- Relator(a)
- Ministro Sérgio Kukina
- Órgão julgador
- Primeira Turma
- Data do julgamento
- 15/08/2022
- Data de publicação
- 18/08/2022
STJ – Acórdão, Rel. Ministro Sérgio Kukina, Primeira Turma, j. 15/08/2022, p. 18/08/2022
ADMINISTRATIVO E PROCESSUAL CIVIL. AGRAVO INTERNO. RESPONSABILIDADE CIVIL DO ESTADO. RECURSO QUE APRESENTA RAZÕES DISSOCIADAS DA DECISÃO AGRAVADA EM RELAÇÃO À FALTA DE PREQUESTIONAMENTO. SÚMULA 284/STF. ALEGADA OMISSÃO DA ADMINISTRAÇÃO NO TRATAMENTO DE PACIENTE EM NOSOCÔMIO PÚBLICO. RESPONSABILIDADE CIVIL DO ESTADO. ACÓRDÃO DO TRIBUNAL LOCAL ANCORADO NO SUBSTRATO FÁTICO-PROBATÓRIO DOS AUTOS. REVISÃO. IMPOSSIBILIDADE. SÚMULA 7/STJ. 1. Na origem, cuida-se de ação de procedimento ordinário ajuizada pela parte ora agravante em desfavor do Distrito Federal, com o fim de obter indenização pelos danos morais que alega ter sofrido em razão do falecimento de seu cônjuge, enquanto aguardava vaga em unidade de terapia intensiva de nosocômio público. 2. No tocante à aplicação da Súmula 282/STF, verifica-se que as razões do agravo interno estão dissociadas do fundamento adotado na decisão agravada.
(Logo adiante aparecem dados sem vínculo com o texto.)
//! Request and response DTOs that are not owned by a game engine.

use serde::{Deserialize, Serialize};

/// Register a new account.
#[derive(Debug, Clone, Deserialize)]
pub struct RegisterRequest {
    pub external_id: String,
}

/// Flip/ban administration on an account.
#[derive(Debug, Clone, Deserialize)]
pub struct BanRequest {
    pub banned: bool,
}

/// Mines cashout request. The multiplier is intentionally absent: the
/// server-held value is the only one that counts.
#[derive(Debug, Clone, Deserialize)]
pub struct MinesCashoutRequest {
    pub account_id: String,
    pub game_id: String,
}

/// Liveness response.
#[derive(Debug, Clone, Serialize)]
pub struct HealthResponse {
    pub status: &'static str,
    pub version: String,
}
Enquanto a decisão agravada aplicou o óbice da Súmula 282/STF ante a ausência de prequestionamento dos arts. 534, 535 e 536 do CPC (astreintes), a parte agravante sustenta a ocorrência de enfrentamento do tema da responsabilização da Administração, sendo imperiosa a aplicação da Súmula 284/STF, no particular. 3. Constata-se que a Corte de origem , com base nos documentos colacionados aos autos, concluiu pela ausência de responsabilidade da Administração pelos danos alegados pela parte autora, ora agravante. Assim, a alteração das conclusões adotadas pelo Tribunal a quo, tal como colocada a questão nas razões recursais, a fim de aferir se houve conduta omissiva da parte agravada, demandaria, necessariamente, novo exame do acervo fático-probatório constante dos autos, providência vedada em recurso especial, conforme o óbice previsto na Súmula 7/STJ. 4. Agravo interno não provido. (AgInt no AREsp n. 2.095.348/DF, relator Ministro Sérgio Kukina, Primeira Turma, julgado em 15/8/2022, DJe de 18/8/2022.)